Researchers are aiming to automate very complex problems using computers, which
can be made possible only by very time-efficient algorithms. The exact
deterministic algorithms may take ages to solve combinatorial optimization problems like the
famous Traveling Salesman Problem (TSP) for larger search space, which have been proved
to be of class NP. Class NP consists of all those problems whose solutions can be found
in polynomial time on a non-deterministic Turing machine. Since such a machine is
not practically feasible, it means that an exponential algorithm can be written for an
NP-problem; also, there is no certainty as to whether a polynomial algorithm exists
or not [1]. Computing optimal solutions for many combinatorial optimization
problems are intractable, and known as NP-hard. Usually, we are pleased with good
solutions rather than having no feasible solutions at all. It has been time and again proved
in recent studies that heuristic and metaheuristic algorithms, which suggest
some approximations to the solution of optimization problems, are as good a solution
as possible for the problem instances. There are two important concepts in
metaheuristics known as intensification and diversification, which largely determine its behavior.
They are in some way contrary and complementary to each other.
The paper [2] by
Christian Blum and Andrea Roli introduced a framework, I&D frame, to put
different intensification and diversification components into relation with each other.
Some classic NP problems are TSP and Quadratic Assignment Problem (QAP), which
have been successfully solved using metaheuristics. Interested readers can refer to paper
[3], which solves TSP using Ant Colony Optimization (ACO) metaheuristics. One of
the most successful types of artificial intelligence techniques known as swarm
intelligence [4, 5, 6] solves QAP using hybrid ant colony system and Genetic Algorithm (GA)

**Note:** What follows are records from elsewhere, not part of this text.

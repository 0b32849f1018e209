//! Unlock confirmation dialog
//!
//! Confirmation dialog for unlocking reconciled transactions.

use ratatui::{
    style::{Color, Modifier, Style},
    text::{Line, Span},
    widgets::{Block, Borders, Clear, Paragraph, Wrap},
    Frame,
};

use crate::models::TransactionId;
use crate::tui::layout::centered_rect_fixed;

/// State for the unlock confirm dialog
#[derive(Debug, Clone, PartialEq, Eq)]
pub struct UnlockConfirmState {
    /// Transaction ID to unlock
    pub transaction_id: TransactionId,
    /// Transaction display info
    pub transaction_info: String,
}

impl UnlockConfirmState {
    pub fn new(transaction_id: TransactionId, info: impl Into<String>) -> Self {
        Self {
            transaction_id,
            transaction_info: info.into(),
        }
    }
}

/// Render the unlock confirmation dialog
pub fn render(frame: &mut Frame, state: &UnlockConfirmState) {
    let area = centered_rect_fixed(60, 10, frame.area());

    // Clear the background
    frame.render_widget(Clear, area);

    let block = Block::default()
        .title(" Unlock Reconciled Transaction ")
        .title_style(
            Style::default()
                .fg(Color::Yellow)
                .add_modifier(Modifier::BOLD),
        )
        .borders(Borders::ALL)
        .border_style(Style::default().fg(Color::Yellow));

    let lines = vec![
        Line::from(""),
        Line::from(Span::styled(
            "WARNING: This transaction has been reconciled.",
            Style::default().fg(Color::Red).add_modifier(Modifier::BOLD),
        )),
        Line::from(""),
        Line::from(Span::styled(
            &state.transaction_info,
            Style::default().fg(Color::White),
        )),
        Line::from(""),
        Line::from("Editing it may cause discrepancies with your bank statement."),
        Line::from(""),
        Line::from(vec![
            Span::styled("[Y]", Style::default().fg(Color::Yellow)),
            Span::raw(" Unlock  "),
            Span::styled("[N]", Style::default().fg(Color::Green)),
            Span::raw(" Cancel  "),
            Span::styled("[Esc]", Style::default().fg(Color::Yellow)),
            Span::raw(" Cancel"),
        ]),
    ];

    let paragraph = Paragraph::new(lines)
        .block(block)
        .wrap(Wrap { trim: false });

    frame.render_widget(paragraph, area);
}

[7]. Research on ACO algorithms has led to a number of other successful applications
to combinatorial optimization problems; the results of which indicate that it is possible
to arrive at high quality solutions in reasonable time. In addition to single solution
search algorithms such as descent local search, greedy heuristic, simulated annealing and
tabu search, there is a growing interest in population-based metaheuristics well inspired
by the behaviors of natural systems. These metaheuristics include evolutionary
algorithms, evolution strategies, genetic programming, ant colonies, scatter search and
particle swarm optimization [8]. |